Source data
┌────────

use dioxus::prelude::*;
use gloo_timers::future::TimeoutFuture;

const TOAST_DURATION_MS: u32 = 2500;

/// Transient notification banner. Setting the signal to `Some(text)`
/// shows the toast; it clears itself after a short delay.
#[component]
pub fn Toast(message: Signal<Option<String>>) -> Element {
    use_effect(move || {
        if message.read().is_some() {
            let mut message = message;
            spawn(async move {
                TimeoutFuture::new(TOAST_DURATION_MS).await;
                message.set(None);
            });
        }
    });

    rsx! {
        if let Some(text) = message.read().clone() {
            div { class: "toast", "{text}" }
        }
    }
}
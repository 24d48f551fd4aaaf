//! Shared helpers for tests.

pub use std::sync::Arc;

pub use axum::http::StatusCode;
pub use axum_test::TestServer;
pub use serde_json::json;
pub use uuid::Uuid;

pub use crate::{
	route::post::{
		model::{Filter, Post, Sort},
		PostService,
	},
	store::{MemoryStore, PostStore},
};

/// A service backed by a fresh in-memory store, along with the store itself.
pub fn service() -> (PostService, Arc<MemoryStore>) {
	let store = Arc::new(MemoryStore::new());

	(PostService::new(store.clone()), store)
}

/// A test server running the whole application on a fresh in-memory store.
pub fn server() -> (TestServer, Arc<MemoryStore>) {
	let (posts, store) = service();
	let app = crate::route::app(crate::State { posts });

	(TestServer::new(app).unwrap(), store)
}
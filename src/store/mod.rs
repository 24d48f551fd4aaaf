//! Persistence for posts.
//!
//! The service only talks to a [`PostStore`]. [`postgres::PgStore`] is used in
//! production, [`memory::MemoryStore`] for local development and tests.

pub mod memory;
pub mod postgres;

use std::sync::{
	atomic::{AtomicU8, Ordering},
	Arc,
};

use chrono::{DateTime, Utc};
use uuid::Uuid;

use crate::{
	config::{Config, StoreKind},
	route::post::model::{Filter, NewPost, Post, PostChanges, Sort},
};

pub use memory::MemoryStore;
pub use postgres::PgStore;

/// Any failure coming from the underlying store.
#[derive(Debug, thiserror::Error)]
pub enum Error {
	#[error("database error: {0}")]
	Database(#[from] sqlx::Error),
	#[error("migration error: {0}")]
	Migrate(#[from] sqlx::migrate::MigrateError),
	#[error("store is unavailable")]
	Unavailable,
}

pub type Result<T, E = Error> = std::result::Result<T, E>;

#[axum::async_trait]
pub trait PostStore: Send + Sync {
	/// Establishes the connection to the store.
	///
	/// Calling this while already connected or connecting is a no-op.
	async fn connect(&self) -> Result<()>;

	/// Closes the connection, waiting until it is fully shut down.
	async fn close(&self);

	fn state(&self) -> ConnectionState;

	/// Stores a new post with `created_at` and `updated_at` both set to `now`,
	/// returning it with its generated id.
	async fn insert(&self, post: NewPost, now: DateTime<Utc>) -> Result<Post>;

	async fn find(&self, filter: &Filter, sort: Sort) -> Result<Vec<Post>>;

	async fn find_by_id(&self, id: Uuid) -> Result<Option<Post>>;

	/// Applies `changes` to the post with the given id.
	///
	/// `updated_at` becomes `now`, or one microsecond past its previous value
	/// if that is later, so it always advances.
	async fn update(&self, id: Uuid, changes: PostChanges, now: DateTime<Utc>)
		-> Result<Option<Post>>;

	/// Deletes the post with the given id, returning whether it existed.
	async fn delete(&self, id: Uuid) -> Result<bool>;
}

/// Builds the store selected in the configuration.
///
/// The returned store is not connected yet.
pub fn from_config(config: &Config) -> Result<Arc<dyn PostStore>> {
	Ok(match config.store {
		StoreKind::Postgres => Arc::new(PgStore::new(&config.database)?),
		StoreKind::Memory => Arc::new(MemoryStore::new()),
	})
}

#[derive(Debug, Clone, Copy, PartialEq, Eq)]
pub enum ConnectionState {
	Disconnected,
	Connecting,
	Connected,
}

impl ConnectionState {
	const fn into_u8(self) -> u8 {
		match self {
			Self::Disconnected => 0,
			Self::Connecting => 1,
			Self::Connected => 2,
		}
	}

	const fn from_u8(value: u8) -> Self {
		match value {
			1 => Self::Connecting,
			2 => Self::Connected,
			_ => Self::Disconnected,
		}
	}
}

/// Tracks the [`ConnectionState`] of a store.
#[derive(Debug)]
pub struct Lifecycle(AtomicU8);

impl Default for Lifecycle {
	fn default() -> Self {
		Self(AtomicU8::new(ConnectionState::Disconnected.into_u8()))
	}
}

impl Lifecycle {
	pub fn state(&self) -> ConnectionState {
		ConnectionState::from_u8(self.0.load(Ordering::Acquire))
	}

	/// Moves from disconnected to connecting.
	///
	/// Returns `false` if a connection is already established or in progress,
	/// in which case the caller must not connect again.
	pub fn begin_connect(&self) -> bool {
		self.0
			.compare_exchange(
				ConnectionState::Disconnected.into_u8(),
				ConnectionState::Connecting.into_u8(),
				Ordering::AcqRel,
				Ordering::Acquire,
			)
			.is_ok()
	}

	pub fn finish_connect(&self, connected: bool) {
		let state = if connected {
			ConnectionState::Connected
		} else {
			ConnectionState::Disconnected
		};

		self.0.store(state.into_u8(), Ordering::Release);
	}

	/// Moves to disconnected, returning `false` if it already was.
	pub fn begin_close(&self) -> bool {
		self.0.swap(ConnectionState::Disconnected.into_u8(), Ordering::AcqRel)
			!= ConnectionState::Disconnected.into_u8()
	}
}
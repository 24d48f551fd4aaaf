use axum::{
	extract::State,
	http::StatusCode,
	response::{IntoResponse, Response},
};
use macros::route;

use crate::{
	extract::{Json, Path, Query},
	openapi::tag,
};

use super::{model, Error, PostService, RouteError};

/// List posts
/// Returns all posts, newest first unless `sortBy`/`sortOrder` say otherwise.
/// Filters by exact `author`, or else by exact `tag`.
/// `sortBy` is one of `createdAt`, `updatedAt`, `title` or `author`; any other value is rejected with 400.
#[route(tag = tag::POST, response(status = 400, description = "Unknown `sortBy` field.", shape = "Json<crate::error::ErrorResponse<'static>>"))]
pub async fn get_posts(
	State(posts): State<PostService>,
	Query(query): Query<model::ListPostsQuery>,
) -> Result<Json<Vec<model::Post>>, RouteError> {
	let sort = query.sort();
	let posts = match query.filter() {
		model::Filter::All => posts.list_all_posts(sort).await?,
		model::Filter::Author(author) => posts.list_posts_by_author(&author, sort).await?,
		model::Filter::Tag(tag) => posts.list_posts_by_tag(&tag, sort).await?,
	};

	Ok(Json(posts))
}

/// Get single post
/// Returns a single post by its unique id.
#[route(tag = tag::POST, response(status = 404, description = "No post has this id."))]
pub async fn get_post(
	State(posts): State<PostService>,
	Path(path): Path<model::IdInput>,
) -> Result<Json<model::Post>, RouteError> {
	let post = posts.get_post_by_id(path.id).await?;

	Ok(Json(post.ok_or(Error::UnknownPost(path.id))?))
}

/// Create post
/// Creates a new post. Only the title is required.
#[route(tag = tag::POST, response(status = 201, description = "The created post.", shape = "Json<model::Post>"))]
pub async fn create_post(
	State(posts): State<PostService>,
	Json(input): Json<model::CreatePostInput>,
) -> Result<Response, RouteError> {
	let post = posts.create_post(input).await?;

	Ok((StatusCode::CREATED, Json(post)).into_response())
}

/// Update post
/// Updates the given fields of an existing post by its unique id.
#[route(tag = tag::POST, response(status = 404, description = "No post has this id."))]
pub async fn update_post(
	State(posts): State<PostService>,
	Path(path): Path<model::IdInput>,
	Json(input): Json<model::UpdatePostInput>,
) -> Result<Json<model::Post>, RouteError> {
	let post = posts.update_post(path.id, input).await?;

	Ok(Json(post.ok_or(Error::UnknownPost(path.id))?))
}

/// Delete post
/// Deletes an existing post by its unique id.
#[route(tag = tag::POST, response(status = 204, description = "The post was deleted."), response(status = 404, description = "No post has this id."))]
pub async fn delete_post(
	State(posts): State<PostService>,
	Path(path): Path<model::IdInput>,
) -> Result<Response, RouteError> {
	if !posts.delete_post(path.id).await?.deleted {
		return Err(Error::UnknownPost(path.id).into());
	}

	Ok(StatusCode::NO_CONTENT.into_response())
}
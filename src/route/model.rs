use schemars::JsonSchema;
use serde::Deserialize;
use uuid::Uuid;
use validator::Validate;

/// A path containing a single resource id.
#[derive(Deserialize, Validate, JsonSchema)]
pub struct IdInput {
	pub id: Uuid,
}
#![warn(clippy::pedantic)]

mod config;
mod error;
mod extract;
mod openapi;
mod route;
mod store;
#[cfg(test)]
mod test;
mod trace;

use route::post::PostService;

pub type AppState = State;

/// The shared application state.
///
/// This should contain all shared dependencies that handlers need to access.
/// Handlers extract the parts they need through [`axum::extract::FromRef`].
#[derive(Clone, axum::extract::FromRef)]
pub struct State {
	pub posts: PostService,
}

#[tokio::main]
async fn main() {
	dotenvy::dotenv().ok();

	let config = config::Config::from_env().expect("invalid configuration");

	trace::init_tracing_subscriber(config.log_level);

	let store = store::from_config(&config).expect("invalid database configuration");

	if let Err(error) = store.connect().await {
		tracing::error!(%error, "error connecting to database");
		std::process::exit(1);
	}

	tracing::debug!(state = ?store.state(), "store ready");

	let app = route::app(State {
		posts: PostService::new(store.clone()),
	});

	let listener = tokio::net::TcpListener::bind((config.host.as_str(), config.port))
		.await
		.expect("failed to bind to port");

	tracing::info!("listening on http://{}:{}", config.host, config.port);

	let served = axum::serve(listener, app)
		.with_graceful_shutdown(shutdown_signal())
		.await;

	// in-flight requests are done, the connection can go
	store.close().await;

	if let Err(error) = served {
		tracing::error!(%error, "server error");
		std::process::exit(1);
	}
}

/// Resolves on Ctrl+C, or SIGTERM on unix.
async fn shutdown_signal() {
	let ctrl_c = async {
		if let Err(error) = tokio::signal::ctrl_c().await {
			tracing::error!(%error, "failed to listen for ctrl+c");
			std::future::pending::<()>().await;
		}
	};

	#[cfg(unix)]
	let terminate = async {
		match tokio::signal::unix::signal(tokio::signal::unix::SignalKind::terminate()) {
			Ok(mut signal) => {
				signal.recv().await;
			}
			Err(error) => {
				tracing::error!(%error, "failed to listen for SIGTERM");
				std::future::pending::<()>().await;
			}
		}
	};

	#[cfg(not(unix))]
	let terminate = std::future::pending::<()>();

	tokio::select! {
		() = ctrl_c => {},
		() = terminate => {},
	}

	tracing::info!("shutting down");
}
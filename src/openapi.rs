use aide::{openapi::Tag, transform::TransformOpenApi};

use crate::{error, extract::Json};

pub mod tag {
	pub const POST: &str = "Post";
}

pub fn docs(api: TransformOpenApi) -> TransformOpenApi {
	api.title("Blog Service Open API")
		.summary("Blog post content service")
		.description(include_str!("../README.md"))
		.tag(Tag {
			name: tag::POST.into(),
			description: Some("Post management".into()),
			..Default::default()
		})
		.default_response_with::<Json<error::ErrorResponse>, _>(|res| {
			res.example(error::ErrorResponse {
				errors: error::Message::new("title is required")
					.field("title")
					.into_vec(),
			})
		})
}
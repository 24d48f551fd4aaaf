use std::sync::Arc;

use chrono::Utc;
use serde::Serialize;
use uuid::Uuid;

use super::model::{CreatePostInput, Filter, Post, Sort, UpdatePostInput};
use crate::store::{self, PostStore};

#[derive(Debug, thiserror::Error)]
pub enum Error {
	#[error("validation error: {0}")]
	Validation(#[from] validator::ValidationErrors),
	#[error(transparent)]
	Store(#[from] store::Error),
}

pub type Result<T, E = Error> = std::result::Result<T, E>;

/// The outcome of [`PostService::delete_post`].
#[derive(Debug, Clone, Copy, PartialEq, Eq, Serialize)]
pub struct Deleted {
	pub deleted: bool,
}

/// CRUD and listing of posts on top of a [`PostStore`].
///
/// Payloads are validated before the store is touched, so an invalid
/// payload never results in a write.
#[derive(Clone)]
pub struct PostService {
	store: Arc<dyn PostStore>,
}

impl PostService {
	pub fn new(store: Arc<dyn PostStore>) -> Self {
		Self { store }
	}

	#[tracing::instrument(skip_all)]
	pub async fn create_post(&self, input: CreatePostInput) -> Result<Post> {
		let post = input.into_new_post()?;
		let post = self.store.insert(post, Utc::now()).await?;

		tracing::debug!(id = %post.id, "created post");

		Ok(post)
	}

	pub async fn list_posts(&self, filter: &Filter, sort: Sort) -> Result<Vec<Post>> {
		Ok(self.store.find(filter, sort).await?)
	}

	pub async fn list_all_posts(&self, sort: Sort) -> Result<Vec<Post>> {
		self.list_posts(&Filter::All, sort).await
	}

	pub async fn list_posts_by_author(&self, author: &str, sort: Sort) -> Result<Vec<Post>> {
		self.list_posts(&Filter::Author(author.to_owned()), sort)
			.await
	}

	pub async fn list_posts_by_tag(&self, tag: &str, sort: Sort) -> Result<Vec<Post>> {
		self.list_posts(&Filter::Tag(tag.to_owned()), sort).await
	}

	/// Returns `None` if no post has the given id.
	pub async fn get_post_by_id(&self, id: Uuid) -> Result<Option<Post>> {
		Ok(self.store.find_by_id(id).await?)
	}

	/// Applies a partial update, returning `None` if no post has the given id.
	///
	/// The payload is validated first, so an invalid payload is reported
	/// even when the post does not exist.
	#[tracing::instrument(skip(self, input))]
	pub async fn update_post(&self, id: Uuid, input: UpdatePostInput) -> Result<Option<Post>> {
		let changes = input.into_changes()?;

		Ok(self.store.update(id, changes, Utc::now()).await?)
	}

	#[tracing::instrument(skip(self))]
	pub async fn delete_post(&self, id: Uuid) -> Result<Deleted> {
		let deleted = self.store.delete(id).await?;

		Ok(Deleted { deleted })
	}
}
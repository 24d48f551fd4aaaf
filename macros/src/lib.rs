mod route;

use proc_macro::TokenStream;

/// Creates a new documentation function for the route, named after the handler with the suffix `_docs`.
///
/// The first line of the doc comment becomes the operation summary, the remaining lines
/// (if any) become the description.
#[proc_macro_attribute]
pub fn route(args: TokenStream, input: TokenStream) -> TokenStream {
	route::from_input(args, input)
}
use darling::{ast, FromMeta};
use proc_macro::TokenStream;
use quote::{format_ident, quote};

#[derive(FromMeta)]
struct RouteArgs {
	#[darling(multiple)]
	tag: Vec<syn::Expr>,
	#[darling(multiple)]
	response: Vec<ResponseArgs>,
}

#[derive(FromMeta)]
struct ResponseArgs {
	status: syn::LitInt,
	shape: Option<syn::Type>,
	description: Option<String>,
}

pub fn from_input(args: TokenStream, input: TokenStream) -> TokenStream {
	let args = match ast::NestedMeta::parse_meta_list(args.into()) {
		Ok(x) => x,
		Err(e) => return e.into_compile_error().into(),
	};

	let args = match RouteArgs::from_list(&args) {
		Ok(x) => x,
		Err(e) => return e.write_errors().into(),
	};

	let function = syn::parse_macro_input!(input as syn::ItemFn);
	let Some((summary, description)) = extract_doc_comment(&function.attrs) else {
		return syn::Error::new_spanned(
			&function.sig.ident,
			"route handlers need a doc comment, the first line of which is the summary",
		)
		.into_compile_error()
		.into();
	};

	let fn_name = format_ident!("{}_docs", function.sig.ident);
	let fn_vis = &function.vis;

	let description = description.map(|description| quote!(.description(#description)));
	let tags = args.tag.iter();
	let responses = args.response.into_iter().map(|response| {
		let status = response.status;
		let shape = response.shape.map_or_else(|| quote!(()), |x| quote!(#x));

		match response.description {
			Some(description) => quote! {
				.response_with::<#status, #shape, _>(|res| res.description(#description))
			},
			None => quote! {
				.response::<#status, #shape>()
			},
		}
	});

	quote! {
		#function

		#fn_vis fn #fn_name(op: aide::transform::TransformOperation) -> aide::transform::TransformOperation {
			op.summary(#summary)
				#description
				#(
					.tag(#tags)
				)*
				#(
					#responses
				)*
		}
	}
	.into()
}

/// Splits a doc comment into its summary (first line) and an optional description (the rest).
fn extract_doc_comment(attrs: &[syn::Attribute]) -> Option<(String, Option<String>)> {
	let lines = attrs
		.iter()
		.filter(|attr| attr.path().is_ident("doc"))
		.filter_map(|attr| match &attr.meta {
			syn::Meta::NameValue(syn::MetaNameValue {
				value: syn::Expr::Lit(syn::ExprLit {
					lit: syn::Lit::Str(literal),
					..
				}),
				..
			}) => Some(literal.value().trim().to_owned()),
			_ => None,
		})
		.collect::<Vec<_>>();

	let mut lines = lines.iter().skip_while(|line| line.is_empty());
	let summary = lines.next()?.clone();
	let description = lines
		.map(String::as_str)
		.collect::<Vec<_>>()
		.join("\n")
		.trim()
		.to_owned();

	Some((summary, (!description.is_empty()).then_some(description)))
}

└────────

- Description of the task
For this exercise, repeat exactly the lines of the data above from the one with "Ok((StatusCode::CREATED, Json(post)).into_response())" down to the one with "use validator::Validate;", both end lines included.

- Response to the task
	Ok((StatusCode::CREATED, Json(post)).into_response())
}

/// Update post
/// Updates the given fields of an existing post by its unique id.
#[route(tag = tag::POST, response(status = 404, description = "No post has this id."))]
pub async fn update_post(
	State(posts): State<PostService>,
	Path(path): Path<model::IdInput>,
	Json(input): Json<model::UpdatePostInput>,
) -> Result<Json<model::Post>, RouteError> {
	let post = posts.update_post(path.id, input).await?;

	Ok(Json(post.ok_or(Error::UnknownPost(path.id))?))
}

/// Delete post
/// Deletes an existing post by its unique id.
#[route(tag = tag::POST, response(status = 204, description = "The post was deleted."), response(status = 404, description = "No post has this id."))]
pub async fn delete_post(
	State(posts): State<PostService>,
	Path(path): Path<model::IdInput>,
) -> Result<Response, RouteError> {
	if !posts.delete_post(path.id).await?.deleted {
		return Err(Error::UnknownPost(path.id).into());
	}

	Ok(StatusCode::NO_CONTENT.into_response())
}
filename src/route/model.rs
use schemars::JsonSchema;
use serde::Deserialize;
use uuid::Uuid;
use validator::Validate;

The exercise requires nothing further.